■ Problem to work on: For the records that follow, please set down exactly the lines between the one holding "pub fn success(id: RequestId, result: serde_json::Value)" and the one holding "pub fn is_error(&self)", inclusive, and only those.

--- START ---

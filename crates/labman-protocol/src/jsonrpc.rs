//! JSON-RPC 2.0 base types.

use serde::{Deserialize, Serialize};

use crate::error::RpcError;

/// JSON-RPC 2.0 request ID: either a string or integer.
#[derive(Debug, Clone, PartialEq, Eq, Hash, Serialize, Deserialize)]
#[serde(untagged)]
pub enum RequestId {
    String(String),
    Number(i64),
}

/// JSON-RPC 2.0 request. Without an `id` it is a notification from the
/// client and gets no response.
#[derive(Debug, Clone, Serialize, Deserialize)]
pub struct RpcRequest {
    pub jsonrpc: String,
    #[serde(default, skip_serializing_if = "Option::is_none")]
    pub id: Option<RequestId>,
    pub method: String,
    #[serde(skip_serializing_if = "Option::is_none")]
    pub params: Option<serde_json::Value>,
}

/// JSON-RPC 2.0 success response.
#[derive(Debug, Clone, Serialize, Deserialize)]
pub struct RpcSuccessResponse {
    pub jsonrpc: String,
    pub id: RequestId,
    pub result: serde_json::Value,
}

/// JSON-RPC 2.0 error response.
#[derive(Debug, Clone, Serialize, Deserialize)]
pub struct RpcErrorResponse {
    pub jsonrpc: String,
    pub id: Option<RequestId>,
    pub error: RpcError,
}

/// JSON-RPC 2.0 response (success or error).
#[derive(Debug, Clone, Serialize, Deserialize)]
#[serde(untagged)]
pub enum RpcResponse {
    Success(RpcSuccessResponse),
    Error(RpcErrorResponse),
}

/// JSON-RPC 2.0 notification (no id, no response expected).
#[derive(Debug, Clone, Serialize, Deserialize)]
pub struct RpcNotification {
    pub jsonrpc: String,
    pub method: String,
    #[serde(skip_serializing_if = "Option::is_none")]
    pub params: Option<serde_json::Value>,
}

/// Result from a service handler.
pub type HandlerResult = Result<serde_json::Value, RpcError>;

// ─────────────────────────────────────────────────────────────────────────────
// Helper constructors
// ─────────────────────────────────────────────────────────────────────────────

impl RpcRequest {
    pub fn new(id: RequestId, method: impl Into<String>, params: Option<serde_json::Value>) -> Self {
        Self {
            jsonrpc: "2.0".into(),
            id: Some(id),
            method: method.into(),
            params,
        }
    }

    /// Validate that this is a well-formed JSON-RPC 2.0 request.
    pub fn is_valid(&self) -> bool {
        self.jsonrpc == "2.0" && !self.method.is_empty()
    }

    pub fn expects_response(&self) -> bool {
        self.id.is_some()
    }
}

impl RpcSuccessResponse {
    pub fn new(id: RequestId, result: serde_json::Value) -> Self {
        Self {
            jsonrpc: "2.0".into(),
            id,
            result,
        }
    }
}

impl RpcErrorResponse {
    pub fn new(id: Option<RequestId>, error: RpcError) -> Self {
        Self {
            jsonrpc: "2.0".into(),
            id,
            error,
        }
    }
}

impl RpcNotification {
    pub fn new(method: impl Into<String>, params: Option<serde_json::Value>) -> Self {
        Self {
            jsonrpc: "2.0".into(),
            method: method.into(),
            params,
        }
    }
}

impl RpcResponse {
    pub fn success(id: RequestId, result: serde_json::Value) -> Self {
        Self::Success(RpcSuccessResponse::new(id, result))
    }

    pub fn error(id: Option<RequestId>, error: RpcError) -> Self {
        Self::Error(RpcErrorResponse::new(id, error))
    }

    pub fn is_error(&self) -> bool {
        matches!(self, Self::Error(_))
    }

    pub fn is_success(&self) -> bool {
        matches!(self, Self::Success(_))
    }
}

--- END ---

■ The answer:
    pub fn success(id: RequestId, result: serde_json::Value) -> Self {
        Self::Success(RpcSuccessResponse::new(id, result))
    }

    pub fn error(id: Option<RequestId>, error: RpcError) -> Self {
        Self::Error(RpcErrorResponse::new(id, error))
    }

    pub fn is_error(&self) -> bool {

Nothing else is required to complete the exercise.